• Your instructions:
Each record below should be written out again exactly as given.

• Source information:
-----

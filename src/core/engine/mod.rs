//! Simulation engine
//!
//! The engine is the single owner of the resource pool, the allocation graph,
//! the process table and the event log. Nothing outside this module touches
//! them directly: threaded actors, the deadlock monitor and callers all go
//! through the synchronized operations below, each of which takes the one
//! state lock for a short, bounded critical section.
//!
//! # Actor lifecycle
//!
//! 1. `start` registers every actor's process, then spawns one thread per actor
//! 2. Each actor repeatedly runs a turn (see [`TurnOutcome`]) and sleeps
//! 3. `stop` disconnects the stop channel, joins every thread and retires
//!    whatever a crashed actor left behind
//! 4. The engine reports stopped only once no process of the run holds anything

mod actor;
pub(crate) mod state;

pub use state::{Stats, SystemSnapshot, TurnOutcome};

use crate::core::banker::{BankerInput, SafetyChecker, SafetyReport};
use crate::core::config::SimulationConfig;
use crate::core::detector::{self, DeadlockDetector};
use crate::core::error::{Result, SimError};
use crate::core::graph::AllocationGraph;
use crate::core::logger::{EventLog, EventSink, SinkRecord};
use crate::core::pool::{ResourcePool, ResourceSnapshot};
use crate::core::process::ProcessState;
use crate::core::resolver::{self, Resolution, Resolver};
use crate::core::scenario::Scenario;
use crate::core::types::{Cycle, DeadlockReport, Edge, Event, ProcessId, Resource, Strategy};
use actor::Actor;
use crossbeam_channel::Sender;
use parking_lot::Mutex;
use rand::rngs::StdRng;
use rand::{Rng, SeedableRng};
use state::SystemState;
use std::collections::BTreeMap;
use std::sync::Arc;
use std::thread::{self, JoinHandle};

/// Callback invoked by the monitor for every positive detection pass
pub type DeadlockCallback = Arc<dyn Fn(DeadlockReport) + Send + Sync>;

/// A process to run as a threaded actor
#[derive(Debug, Clone, PartialEq, Eq)]
pub struct ActorSpec {
    pub id: ProcessId,
    pub strategy: Strategy,
}

impl ActorSpec {
    pub fn new(id: impl Into<ProcessId>, strategy: Strategy) -> Self {
        ActorSpec {
            id: id.into(),
            strategy,
        }
    }
}

/// `P1` normal, `P2` prevention, `P3` normal
pub fn default_actors() -> Vec<ActorSpec> {
    vec![
        ActorSpec::new("P1", Strategy::Normal),
        ActorSpec::new("P2", Strategy::Prevention),
        ActorSpec::new("P3", Strategy::Normal),
    ]
}

/// State shared between the engine, its actors and its monitor
pub(crate) struct Shared {
    pub(crate) state: Mutex<SystemState>,
}

impl Shared {
    /// Release everything `process` holds and remove it, if it still exists
    pub(crate) fn retire(&self, process: &str) {
        let mut state = self.state.lock();
        if state.contains(process)
            && let Err(e) = state.remove_process(process, false)
        {
            tracing::error!(%process, "failed to retire process: {e}");
        }
    }

    /// Plan and apply a resolution under a single lock acquisition
    pub(crate) fn resolve(&self, resolver: &Resolver, cycle: &Cycle) -> Result<Resolution> {
        let mut state = self.state.lock();
        let resolution = resolver.plan(cycle, &state.graph, &state.processes);
        resolver::apply(&mut state, &resolution)?;
        if let Some(sink) = state.events.sink() {
            sink.write(SinkRecord::Resolution(resolution.clone()));
        }
        tracing::info!(cycle = %cycle, "{}", resolution.rationale);
        Ok(resolution)
    }

    pub(crate) fn graph_snapshot(&self) -> AllocationGraph {
        self.state.lock().graph.clone()
    }

    pub(crate) fn record_deadlock(&self, report: &DeadlockReport) {
        let state = self.state.lock();
        if let Some(sink) = state.events.sink() {
            sink.write(SinkRecord::Deadlock(report.clone()));
        }
    }
}

/// Threads of one running simulation
struct Run {
    /// Dropped to signal every actor and the monitor
    stop: Sender<()>,
    actors: Vec<(ProcessId, JoinHandle<()>)>,
    monitor: Option<JoinHandle<()>>,
}

/// Owner of the simulated system
pub struct SimulationEngine {
    shared: Arc<Shared>,
    config: SimulationConfig,
    resolver: Arc<Resolver>,
    callback: Option<DeadlockCallback>,
    run: Option<Run>,
}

-----

• Your solution:
filename src/core/engine/mod.rs
//! Simulation engine
//!
//! The engine is the single owner of the resource pool, the allocation graph,
//! the process table and the event log. Nothing outside this module touches
//! them directly: threaded actors, the deadlock monitor and callers all go
//! through the synchronized operations below, each of which takes the one
//! state lock for a short, bounded critical section.
//!
//! # Actor lifecycle
//!
//! 1. `start` registers every actor's process, then spawns one thread per actor
//! 2. Each actor repeatedly runs a turn (see [`TurnOutcome`]) and sleeps
//! 3. `stop` disconnects the stop channel, joins every thread and retires
//!    whatever a crashed actor left behind
//! 4. The engine reports stopped only once no process of the run holds anything

mod actor;
pub(crate) mod state;

pub use state::{Stats, SystemSnapshot, TurnOutcome};

use crate::core::banker::{BankerInput, SafetyChecker, SafetyReport};
use crate::core::config::SimulationConfig;
use crate::core::detector::{self, DeadlockDetector};
use crate::core::error::{Result, SimError};
use crate::core::graph::AllocationGraph;
use crate::core::logger::{EventLog, EventSink, SinkRecord};
use crate::core::pool::{ResourcePool, ResourceSnapshot};
use crate::core::process::ProcessState;
use crate::core::resolver::{self, Resolution, Resolver};
use crate::core::scenario::Scenario;
use crate::core::types::{Cycle, DeadlockReport, Edge, Event, ProcessId, Resource, Strategy};
use actor::Actor;
use crossbeam_channel::Sender;
use parking_lot::Mutex;
use rand::rngs::StdRng;
use rand::{Rng, SeedableRng};
use state::SystemState;
use std::collections::BTreeMap;
use std::sync::Arc;
use std::thread::{self, JoinHandle};

/// Callback invoked by the monitor for every positive detection pass
pub type DeadlockCallback = Arc<dyn Fn(DeadlockReport) + Send + Sync>;

/// A process to run as a threaded actor
#[derive(Debug, Clone, PartialEq, Eq)]
pub struct ActorSpec {
    pub id: ProcessId,
    pub strategy: Strategy,
}

impl ActorSpec {
    pub fn new(id: impl Into<ProcessId>, strategy: Strategy) -> Self {
        ActorSpec {
            id: id.into(),
            strategy,
        }
    }
}

/// `P1` normal, `P2` prevention, `P3` normal
pub fn default_actors() -> Vec<ActorSpec> {
    vec![
        ActorSpec::new("P1", Strategy::Normal),
        ActorSpec::new("P2", Strategy::Prevention),
        ActorSpec::new("P3", Strategy::Normal),
    ]
}

/// State shared between the engine, its actors and its monitor
pub(crate) struct Shared {
    pub(crate) state: Mutex<SystemState>,
}

impl Shared {
    /// Release everything `process` holds and remove it, if it still exists
    pub(crate) fn retire(&self, process: &str) {
        let mut state = self.state.lock();
        if state.contains(process)
            && let Err(e) = state.remove_process(process, false)
        {
            tracing::error!(%process, "failed to retire process: {e}");
        }
    }

    /// Plan and apply a resolution under a single lock acquisition
    pub(crate) fn resolve(&self, resolver: &Resolver, cycle: &Cycle) -> Result<Resolution> {
        let mut state = self.state.lock();
        let resolution = resolver.plan(cycle, &state.graph, &state.processes);
        resolver::apply(&mut state, &resolution)?;
        if let Some(sink) = state.events.sink() {
            sink.write(SinkRecord::Resolution(resolution.clone()));
        }
        tracing::info!(cycle = %cycle, "{}", resolution.rationale);
        Ok(resolution)
    }

    pub(crate) fn graph_snapshot(&self) -> AllocationGraph {
        self.state.lock().graph.clone()
    }

    pub(crate) fn record_deadlock(&self, report: &DeadlockReport) {
        let state = self.state.lock();
        if let Some(sink) = state.events.sink() {
            sink.write(SinkRecord::Deadlock(report.clone()));
        }
    }
}

/// Threads of one running simulation
struct Run {
    /// Dropped to signal every actor and the monitor
    stop: Sender<()>,
    actors: Vec<(ProcessId, JoinHandle<()>)>,
    monitor: Option<JoinHandle<()>>,
}

/// Owner of the simulated system
pub struct SimulationEngine {
    shared: Arc<Shared>,
    config: SimulationConfig,
    resolver: Arc<Resolver>,
    callback: Option<DeadlockCallback>,
    run: Option<Run>,
}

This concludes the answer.